Personal information
- Born: Joseph William Burk January 19, 1914
- Died: January 13, 2008 (aged 93) Scottsdale, Arizona
- Education: Moorestown High School

Sport
- Club: Penn AC

Medal record
Men's Rowing
Representing United States
Diamond Challenge Sculls
| Gold medal – first place | 1939 Henley-on-Thames | Single sculls |
| Gold medal – first place | 1938 Henley-on-Thames | Single sculls |
Gold Cup Challenge
| Gold medal – first place | 1940 Philadelphia | Single sculls |

= Joe Burk =

American oarsman and coach (1914–2008)

Joseph William Burk (January 19, 1914 – January 13, 2008) was an American oarsman and coach.

Raised in Delanco Township, New Jersey, he graduated from Moorestown High School in 1930.

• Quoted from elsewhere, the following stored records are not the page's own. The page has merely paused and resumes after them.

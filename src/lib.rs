//! swordctl - Developer tooling for a Redfish/Swordfish storage
//! element controller
//!
//! Two loosely related toolsets share this crate:
//!
//! ```text
//! ┌─────────────────────────────────────────────────────────────┐
//! │                     Interactive Client                       │
//! ├─────────────────────────────────────────────────────────────┤
//! │  ┌────────────┐  ┌────────────┐  ┌────────────────────────┐ │
//! │  │   Shells   │  │   Batch    │  │  Event / Telemetry     │ │
//! │  │ pool/group │  │ allocate   │  │  viewers + bandwidth   │ │
//! │  │ fs/share   │  │ cycle      │  │  monitor + listener    │ │
//! │  └─────┬──────┘  └─────┬──────┘  └───────────┬────────────┘ │
//! │        └───────────────┼─────────────────────┘              │
//! │                 ┌──────┴───────┐                            │
//! │                 │  Connection  │  GET/PUT/POST/PATCH/DELETE │
//! │                 └──────┬───────┘                            │
//! └────────────────────────┼────────────────────────────────────┘
//!                          │ http
//!               ┌──────────┴──────────┐
//!               │  Element Controller │  (external)
//!               └─────────────────────┘
//!
//! ┌─────────────────────────────────────────────────────────────┐
//! │              Generator Patchers (build-time only)            │
//! │   yaml refs │ enum constants │ model imports │ sp split      │
//! └─────────────────────────────────────────────────────────────┘
//! ```
//!
//! # Modules
//!
//! - [`client`]: connection wrapper and Redfish payload shapes
//! - [`shell`]: interactive command interpreter and resource menus
//! - [`provision`]: batch pool/group provisioning flows
//! - [`events`]: event rendering and the push-delivery listener
//! - [`telemetry`]: wildcard expansion and the bandwidth monitor
//! - [`patch`]: build-time patchers for generated server stubs
//! - [`units`]: byte-size parsing and SI rate scaling
//! - [`error`]: error types and handling

pub mod client;
pub mod error;
pub mod events;
pub mod patch;
pub mod provision;
pub mod shell;
pub mod telemetry;
pub mod units;

// Re-export commonly used types
pub use client::{ApiResponse, Connection, ServerArgs};
pub use error::{Error, Result};
pub use telemetry::BandwidthMonitor;
pub use units::parse_byte_size;

/// Library version
pub const VERSION: &str = env!("CARGO_PKG_VERSION");

/// Library name
pub const NAME: &str = env!("CARGO_PKG_NAME");
//! Event rendering and the push-delivery listener
//!
//! Event messages carry a template with `%N` placeholders that are
//! substituted from `MessageArgs`. The listener is a short-lived local
//! HTTP server used as an event-subscription delivery target: it
//! accepts POST bodies containing an `Events` array and prints each
//! event in arrival order until the process is interrupted.

use crate::client::model::{EventBatch, EventRecord};
use crate::error::Result;
use axum::{http::StatusCode, routing::post, Json, Router};
use std::net::SocketAddr;
use tracing::info;

// =============================================================================
// Rendering
// =============================================================================

/// Substitute `%N` placeholders in the message template with the
/// 1-indexed message arguments.
pub fn render_message(event: &EventRecord) -> String {
    let mut message = event.message.clone();
    for (idx, arg) in event.message_args.iter().enumerate() {
        message = message.replace(&format!("%{}", idx + 1), arg);
    }
    message
}

/// One fixed-width human-readable line: id, severity, message.
pub fn render_line(event: &EventRecord) -> String {
    format!(
        "{:<3} : {:>7} : {}",
        event.event_id,
        event.severity,
        render_message(event)
    )
}

// =============================================================================
// Push Listener
// =============================================================================

/// Serve the push-delivery target until interrupted. Each incoming
/// POST is processed in the order received.
pub async fn run_listener(bind: SocketAddr) -> Result<()> {
    let app = Router::new().route("/", post(receive_events));

    let listener = tokio::net::TcpListener::bind(bind).await?;
    info!("event listener on {bind}");
    println!("Listening for events on {bind}...CTRL+C to exit");

    axum::serve(listener, app)
        .await
        .map_err(|e| crate::error::Error::Internal(format!("event listener: {e}")))?;
    Ok(())
}

async fn receive_events(Json(batch): Json<EventBatch>) -> StatusCode {
    for event in &batch.events {
        println!("{}", render_line(event));
    }
    StatusCode::OK
}

#[cfg(test)]
mod tests {
    use super::*;

    fn event(message: &str, args: &[&str]) -> EventRecord {
        EventRecord {
            event_id: "0".into(),
            severity: "OK".into(),
            message: message.to_string(),
            message_args: args.iter().map(|a| a.to_string()).collect(),
        }
    }

    #[test]
    fn test_render_message_substitution() {
        let e = event("Fabric %1 port %2 down", &["Rabbit", "17"]);
        assert_eq!(render_message(&e), "Fabric Rabbit port 17 down");
    }

    #[test]
    fn test_render_message_no_args() {
        let e = event("Upstream link established", &[]);
        assert_eq!(render_message(&e), "Upstream link established");
    }

    #[test]
    fn test_render_message_repeated_placeholder() {
        let e = event("%1 and %1 again", &["x"]);
        assert_eq!(render_message(&e), "x and x again");
    }

    #[test]
    fn test_render_line_widths() {
        let e = EventRecord {
            event_id: "7".into(),
            severity: "Warning".into(),
            message: "m".into(),
            message_args: vec![],
        };
        assert_eq!(render_line(&e), "7   : Warning : m");
    }
}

At the University of Pennsylvania, Burk rowed in the varsity boats. After graduating in 1934, he began racing in the single scull (1x), a one-man boat. Burk won 46 consecutive races in the single scull from 1937 to 1940, inclusive. He was the U.S. and Canadian champion for those four years. In 1938, he won the Diamond Challenge Sculls (the premier singles sculls event) at the Henley Royal Regatta when he set a Henley course record of 8:02, which was to stand for 27 years. He won Diamonds again in 1939, beating Roger Verey in the final. He became known as the "world's greatest oarsman", and at the end of the 1939 season, Burk was voted the James E. Sullivan Award as the country's outstanding amateur athlete.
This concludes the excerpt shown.